For instance the LCS between "foo" and "fao" is "fo", since scanning the two strings from left to right, the longest common set of characters is composed of the first "f" and then the "o".
LCS is very useful in order to evaluate how similar two strings are. Strings can represent many things. For instance if two strings are DNA sequences, the LCS will provide a measure of similarity between the two DNA sequences. If the strings represent some text edited by some user, the LCS could represent how different the new text is compared to the old one, and so forth.
Note that this algorithm runs in O(N*M)
time, where N is the length of the first string and M is the length of the second string. So either spin a different Redis instance in order to run this algorithm, or make sure to run it against very small strings.

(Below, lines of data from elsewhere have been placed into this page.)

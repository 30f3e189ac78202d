//! Newline-delimited JSON commands and their execution.
//!
//! Each input line is one command object tagged by `op`. Each command yields
//! one response line `{"ok": true, "result": ...}` or
//! `{"ok": false, "error": "..."}`. Realtime pushes are written as
//! `{"event": "inbox", ...}` lines on the same output.

use crate::config::ConsoleConfig;
use serde::Deserialize;
use serde_json::{Value as JsonValue, json};
use std::sync::Arc;
use support_relay_assistant::AssistantGateway;
use support_relay_conversation::{
    AssistantOutcome, ConversationRouter, HistoryAggregator, InMemoryDirectory,
    InMemoryMessageStore, InMemoryNotifier, Inbox, Participant, SendReceipt,
};
use support_relay_core::ParticipantId;
use tokio::sync::mpsc;
use tracing::{debug, warn};

/// A console command.
#[derive(Debug, Clone, PartialEq, Eq, Deserialize)]
#[serde(tag = "op", rename_all = "snake_case")]
pub enum Command {
    /// Adds a participant and starts forwarding their inbox.
    Register {
        id: ParticipantId,
        display_name: String,
        #[serde(default)]
        contact: Option<String>,
    },
    /// Sends a message.
    Send {
        sender: ParticipantId,
        receiver: ParticipantId,
        text: String,
    },
    /// Shows a participant's separated history.
    History { user: ParticipantId },
    /// Lists escalated messages.
    Escalated,
    /// Lists customers who have written in.
    Customers,
    /// Dumps the whole message log.
    Log,
}

/// Executes commands against in-memory adapters.
pub struct Console {
    directory: Arc<InMemoryDirectory>,
    notifier: Arc<InMemoryNotifier>,
    router: ConversationRouter,
    history: HistoryAggregator,
    output: mpsc::UnboundedSender<JsonValue>,
}

impl Console {
    /// Wires the adapters and seeds the directory with the two sentinels.
    ///
    /// Must be called inside a Tokio runtime. The admin inbox is forwarded
    /// to `output` from the start.
    pub fn new(
        config: &ConsoleConfig,
        gateway: Arc<dyn AssistantGateway>,
        output: mpsc::UnboundedSender<JsonValue>,
    ) -> Self {
        let sentinels = config.routing.sentinels();
        let directory = Arc::new(InMemoryDirectory::with_participants([
            Participant::new(sentinels.assistant, config.assistant_name.clone()),
            Participant::new(sentinels.admin, config.admin_name.clone()),
        ]));
        let store = Arc::new(InMemoryMessageStore::new(sentinels));
        let notifier = Arc::new(InMemoryNotifier::new());

        let router = ConversationRouter::new(
            &config.routing,
            directory.clone(),
            store.clone(),
            gateway,
            notifier.clone(),
        );
        let history = HistoryAggregator::new(sentinels, store, directory.clone());

        let console = Self {
            directory,
            notifier,
            router,
            history,
            output,
        };
        console.forward(Inbox::Admin);
        console
    }

    /// Parses and executes one input line.
    pub async fn execute_line(&self, line: &str) -> JsonValue {
        match serde_json::from_str::<Command>(line) {
            Ok(command) => self.execute(command).await,
            Err(e) => failure(format!("invalid command: {e}")),
        }
    }

    /// Executes a command and returns its response.
    pub async fn execute(&self, command: Command) -> JsonValue {
        debug!(?command, "executing command");
        match command {
            Command::Register {
                id,
                display_name,
                contact,
            } => {
                let mut participant = Participant::new(id, display_name);
                if let Some(contact) = contact {
                    participant = participant.with_contact(contact);
                }
                let first_time = self.notifier.subscriber_count(Inbox::Participant(id)) == 0;
                self.directory.insert(participant.clone());
                if first_time {
                    self.forward(Inbox::Participant(id));
                }
                success(json!(participant))
            }
            Command::Send {
                sender,
                receiver,
                text,
            } => match self.router.send_with_outcome(sender, receiver, &text).await {
                Ok(receipt) => success(receipt_json(&receipt)),
                Err(e) => failure(e.to_string()),
            },
            Command::History { user } => match self.history.separated_history(user).await {
                Ok(history) => success(json!(history)),
                Err(e) => failure(e.to_string()),
            },
            Command::Escalated => match self.history.list_escalated().await {
                Ok(messages) => success(json!(messages)),
                Err(e) => failure(e.to_string()),
            },
            Command::Customers => match self.history.list_customer_participants().await {
                Ok(customers) => success(json!(customers)),
                Err(e) => failure(e.to_string()),
            },
            Command::Log => match self.history.all_messages().await {
                Ok(messages) => success(json!(messages)),
                Err(e) => failure(e.to_string()),
            },
        }
    }

    /// Copies every push to `inbox` onto the output as an event line.
    fn forward(&self, inbox: Inbox) {
        let mut pushes = self.notifier.subscribe(inbox);
        let output = self.output.clone();
        tokio::spawn(async move {
            while let Some(message) = pushes.recv().await {
                let event = json!({
                    "event": "inbox",
                    "inbox": inbox.destination(),
                    "message": message,
                });
                if output.send(event).is_err() {
                    warn!(%inbox, "output closed, no longer forwarding");
                    break;
                }
            }
        });
    }
}

fn success(result: JsonValue) -> JsonValue {
    json!({ "ok": true, "result": result })
}

fn failure(error: String) -> JsonValue {
    json!({ "ok": false, "error": error })
}

fn receipt_json(receipt: &SendReceipt) -> JsonValue {
    let assistant = receipt.assistant.as_ref().map(|outcome| match outcome {
        AssistantOutcome::Replied {
            reply,
            escalated,
            delivery,
        } => json!({
            "status": "replied",
            "reply": reply,
            "escalated": escalated,
            "delivery": delivery,
        }),
        AssistantOutcome::FellBack {
            reason,
            fallback,
            delivery,
        } => json!({
            "status": "fell_back",
            "reason": reason.to_string(),
            "fallback": fallback,
            "delivery": delivery,
        }),
        AssistantOutcome::Abandoned { reason, error } => json!({
            "status": "abandoned",
            "reason": reason.to_string(),
            "error": error.to_string(),
        }),
    });
    json!({ "message": receipt.message, "assistant": assistant })
}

> MSET key1 ohmytext key2 mynewtext
OK
> LCS key1 key2
"mytext"
Sometimes we need just the length of the match:
> LCS key1 key2 LEN
(integer) 6
However what is often very useful, is to know the match position in each strings:
> LCS key1 key2 IDX
1) "matches"
2) 1) 1) 1) (integer) 4
2) (integer) 7
2) 1) (integer) 5
2) (integer) 8
2) 1) 1) (integer) 2
2) (integer) 3
2) 1) (integer) 0
2) (integer) 1
3) "len"
4) (integer) 6
Matches are produced from the last one to the first one, since this is how the algorithm works, and it more efficient to emit things in the same order. The above array means that the first match (second element of the array) is between positions 2-3 of the first string and 0-1 of the second. Then there is another match between 4-7 and 5-8.
To restrict the list of matches to the ones of a given minimal length:
> LCS key1 key2 IDX MINMATCHLEN 4
1) "matches"
2) 1) 1) 1) (integer) 4
2) (integer) 7
2) 1) (integer) 5
2) (integer) 8
3) "len"
4) (integer) 6
Finally to also have the match len:
> LCS key1 key2 IDX MINMATCHLEN 4 WITHMATCHLEN
1) "matches"
2) 1) 1) 1) (integer) 4
2) (integer) 7
2) 1) (integer) 5
2) (integer) 8
3) (integer) 4
3) "len"
4) (integer) 6
Return
- Without modifiers the string representing the longest common substring is returned.
- When
LEN
is given the command returns the length of the longest common substring. - When
IDX
is given the command returns an array with the LCS length and all the ranges in both the strings, start and end offset for each string, where there are matches. WhenWITHMATCHLEN
is given each array representing a match will also have the length of the match (see examples).